Il postaggio di jersera fu un po’ fulmineo; non che non credessi necessario accompagnare l’operazione a qualche succinta indicazione, ma il tempo stringeva, e non ho avuto modo. Non avrei proceduto – o forse sì, ma non adesso – a dedicare un sonetto a ciascuna delle tavole macabre (1963) di Edward Gorey (1925-2000) se non mi fossi ritrovato nella dashboard insistenti link al blog di Antonella Pizzo, che ha appunto manifestato l’intenzione di fare qualcosa del genere, producendo il primo sonetto della serie. Da una parte il sonetto si presenta molto libero, e io non so giudicarlo; ma quello che mi rendeva un po’ perplesso era proprio l’uso del sonetto come epigrafe, in controcanto con l’immagine, parendomi un po’ lunghetto. Gorey, peraltro, ha pensato solamente a un verso per tavola. Dato che non sapevo come il sonetto e immagini potessero associarsi, mi sono voluto provare a mia volta.

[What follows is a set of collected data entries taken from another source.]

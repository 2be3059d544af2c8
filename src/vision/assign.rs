//! Global greedy assignment of reference icons to candidate boxes.
//!
//! Per-icon independent argmax is not enough: two icons frequently share a
//! best box. Assignment is therefore a single greedy auction over all
//! icons, claiming one box per round, so the globally strongest pairing
//! always wins its box and weaker icons are displaced to their next
//! choice.

use std::collections::HashSet;

use crate::models::{AssignedTarget, Assignment, GlobalMatch, ScoredMatch, ICON_COUNT};

/// Resolve the final icon → target mapping.
///
/// `per_icon[i]` holds icon `i+1`'s candidates sorted by descending
/// similarity (as produced by [`crate::vision::score::score_pairs`]);
/// `global[i]` is the whole-image template match for the same icon.
///
/// Rounds proceed while some icon's best unused candidate clears `floor`.
/// When the floor stops assignment early, remaining icons are filled from
/// their top candidate regardless of score or reuse, a deliberate
/// low-confidence fallback, since the remote service allows retries and a
/// weak submission beats none. Whole-image matches override a per-box
/// result only when strictly stronger.
pub fn resolve_targets(
    per_icon: &[Vec<ScoredMatch>],
    global: &[Option<GlobalMatch>],
    floor: f64,
) -> Assignment {
    let mut chosen: Vec<Option<AssignedTarget>> = vec![None; ICON_COUNT];
    let mut used_boxes: HashSet<usize> = HashSet::new();

    loop {
        let assigned = chosen.iter().filter(|c| c.is_some()).count();
        if assigned == ICON_COUNT {
            break;
        }

        // Each unassigned icon bids its best unused candidate; the single
        // highest bid across icons wins this round.
        let mut best: Option<&ScoredMatch> = None;
        for (slot, candidates) in per_icon.iter().enumerate().take(ICON_COUNT) {
            if chosen[slot].is_some() {
                continue;
            }
            let bid = candidates
                .iter()
                .find(|m| !used_boxes.contains(&m.candidate_id));
            if let Some(m) = bid {
                if best.map_or(true, |b| m.similarity > b.similarity) {
                    best = Some(m);
                }
            }
        }

        let best = match best {
            Some(m) if m.similarity >= floor => m,
            Some(m) => {
                tracing::warn!(
                    best = m.similarity,
                    floor,
                    "no candidate clears the similarity floor, switching to low-confidence fill"
                );
                break;
            }
            None => break,
        };

        used_boxes.insert(best.candidate_id);
        chosen[best.icon_index - 1] = Some(AssignedTarget {
            icon_index: best.icon_index,
            similarity: best.similarity,
            center: best.center,
            candidate_id: Some(best.candidate_id),
            low_confidence: false,
        });
    }

    // Fill what the floor left open from each icon's top candidate, even
    // if that reuses a box.
    for (slot, candidates) in per_icon.iter().enumerate().take(ICON_COUNT) {
        if chosen[slot].is_none() {
            if let Some(m) = candidates.first() {
                chosen[slot] = Some(AssignedTarget {
                    icon_index: m.icon_index,
                    similarity: m.similarity,
                    center: m.center,
                    candidate_id: Some(m.candidate_id),
                    low_confidence: true,
                });
            }
        }
    }

    // A whole-image match that beats the per-box result takes over; this
    // recovers icons whose true region the detector never proposed.
    for (slot, g) in global.iter().enumerate().take(ICON_COUNT) {
        if let Some(g) = g {
            let replace = match &chosen[slot] {
                Some(t) => g.similarity > t.similarity,
                None => true,
            };
            if replace {
                chosen[slot] = Some(AssignedTarget {
                    icon_index: slot + 1,
                    similarity: g.similarity,
                    center: g.center,
                    candidate_id: None,
                    low_confidence: g.similarity < floor,
                });
            }
        }
    }

    Assignment {
        targets: chosen.into_iter().flatten().collect(),
    }
}

#[cfg(test)]
mod tests {
    use super::*;

    fn m(icon: usize, cand: usize, sim: f64) -> ScoredMatch {
        ScoredMatch {
            icon_index: icon,
            candidate_id: cand,
            similarity: sim,
            center: (cand as u32 * 10 + 5, cand as u32 * 10 + 5),
        }
    }

    fn sorted(mut v: Vec<ScoredMatch>) -> Vec<ScoredMatch> {
        v.sort_by(|a, b| b.similarity.partial_cmp(&a.similarity).unwrap());
        v
    }

    /// Box ids: C = 2, D = 3, E = 4.
    fn displacement_matrix() -> Vec<Vec<ScoredMatch>> {
        vec![
            sorted(vec![m(1, 2, 0.9), m(1, 3, 0.2), m(1, 4, 0.1)]),
            sorted(vec![m(2, 2, 0.85), m(2, 3, 0.6), m(2, 4, 0.15)]),
            sorted(vec![m(3, 4, 0.4), m(3, 2, 0.1), m(3, 3, 0.05)]),
        ]
    }

    #[test]
    fn greedy_displaces_weaker_claim() {
        let a = resolve_targets(&displacement_matrix(), &[None, None, None], 0.35);
        assert!(a.is_complete());
        let by_icon: Vec<(usize, Option<usize>)> = a
            .targets
            .iter()
            .map(|t| (t.icon_index, t.candidate_id))
            .collect();
        // Icon 1 claims C with the globally highest score; icon 2 is
        // displaced to D; icon 3 keeps E.
        assert_eq!(by_icon, vec![(1, Some(2)), (2, Some(3)), (3, Some(4))]);
        assert!(!a.is_degenerate());
    }

    #[test]
    fn assignment_uniqueness() {
        let a = resolve_targets(&displacement_matrix(), &[None, None, None], 0.35);
        let ids: Vec<usize> = a.targets.iter().filter_map(|t| t.candidate_id).collect();
        let unique: HashSet<usize> = ids.iter().copied().collect();
        assert_eq!(ids.len(), unique.len());
    }

    #[test]
    fn no_pairwise_swap_improves_total() {
        let matrix = displacement_matrix();
        let a = resolve_targets(&matrix, &[None, None, None], 0.35);
        let score_of = |icon: usize, cand: usize| -> f64 {
            matrix[icon - 1]
                .iter()
                .find(|m| m.candidate_id == cand)
                .map(|m| m.similarity)
                .unwrap_or(0.0)
        };
        let total: f64 = a.targets.iter().map(|t| t.similarity).sum();
        for i in 0..a.targets.len() {
            for j in i + 1..a.targets.len() {
                let (ti, tj) = (&a.targets[i], &a.targets[j]);
                let (ci, cj) = (ti.candidate_id.unwrap(), tj.candidate_id.unwrap());
                let swapped: f64 = total - ti.similarity - tj.similarity
                    + score_of(ti.icon_index, cj)
                    + score_of(tj.icon_index, ci);
                assert!(
                    swapped <= total + 1e-9,
                    "swap of icons {} and {} improves the total",
                    ti.icon_index,
                    tj.icon_index
                );
            }
        }
    }

    #[test]
    fn floor_triggers_low_confidence_fill() {
        let matrix = vec![
            sorted(vec![m(1, 0, 0.2), m(1, 1, 0.1)]),
            sorted(vec![m(2, 1, 0.15)]),
            sorted(vec![m(3, 2, 0.3)]),
        ];
        let a = resolve_targets(&matrix, &[None, None, None], 0.5);
        assert!(a.is_complete());
        assert!(a.targets.iter().all(|t| t.low_confidence));
    }

    #[test]
    fn exhausted_candidates_duplicate_as_explicit_fallback() {
        // One box, three icons: the fill step reuses it rather than
        // leaving icons unassigned.
        let matrix = vec![
            sorted(vec![m(1, 0, 0.9)]),
            sorted(vec![m(2, 0, 0.7)]),
            sorted(vec![m(3, 0, 0.6)]),
        ];
        let a = resolve_targets(&matrix, &[None, None, None], 0.35);
        assert!(a.is_complete());
        assert!(a.is_degenerate());
        let dup_count = a.targets.iter().filter(|t| t.low_confidence).count();
        assert_eq!(dup_count, 2);
    }

    #[test]
    fn global_match_overrides_weaker_candidate() {
        let matrix = vec![
            sorted(vec![m(1, 0, 0.4)]),
            sorted(vec![m(2, 1, 0.5)]),
            sorted(vec![m(3, 2, 0.6)]),
        ];
        let global = [
            Some(GlobalMatch {
                similarity: 0.95,
                center: (200, 100),
            }),
            None,
            None,
        ];
        let a = resolve_targets(&matrix, &global, 0.35);
        let icon1 = a.targets.iter().find(|t| t.icon_index == 1).unwrap();
        assert_eq!(icon1.center, (200, 100));
        assert_eq!(icon1.candidate_id, None);
        assert!((icon1.similarity - 0.95).abs() < 1e-9);
    }

    #[test]
    fn global_match_does_not_override_stronger_candidate() {
        let matrix = vec![
            sorted(vec![m(1, 0, 0.8)]),
            sorted(vec![m(2, 1, 0.5)]),
            sorted(vec![m(3, 2, 0.6)]),
        ];
        let global = [
            Some(GlobalMatch {
                similarity: 0.3,
                center: (200, 100),
            }),
            None,
            None,
        ];
        let a = resolve_targets(&matrix, &global, 0.35);
        let icon1 = a.targets.iter().find(|t| t.icon_index == 1).unwrap();
        assert_eq!(icon1.candidate_id, Some(0));
    }

    #[test]
    fn empty_candidates_yield_partial_assignment() {
        let matrix = vec![Vec::new(), Vec::new(), Vec::new()];
        let a = resolve_targets(&matrix, &[None, None, None], 0.35);
        assert!(a.targets.is_empty());
        assert!(!a.is_complete());
    }
}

Ringrazio alcor per la segnalazione dell’errore di battitura sfuggitomi nel titolo; mi sono sforzato anche di ridurre il formato delle immagini e del testo, in modo che tutto stia incolonnato; benché il risultato non mondi nespole, non credo sia possibile far meglio. Per una definizione migliore delle immagini, guardate qui.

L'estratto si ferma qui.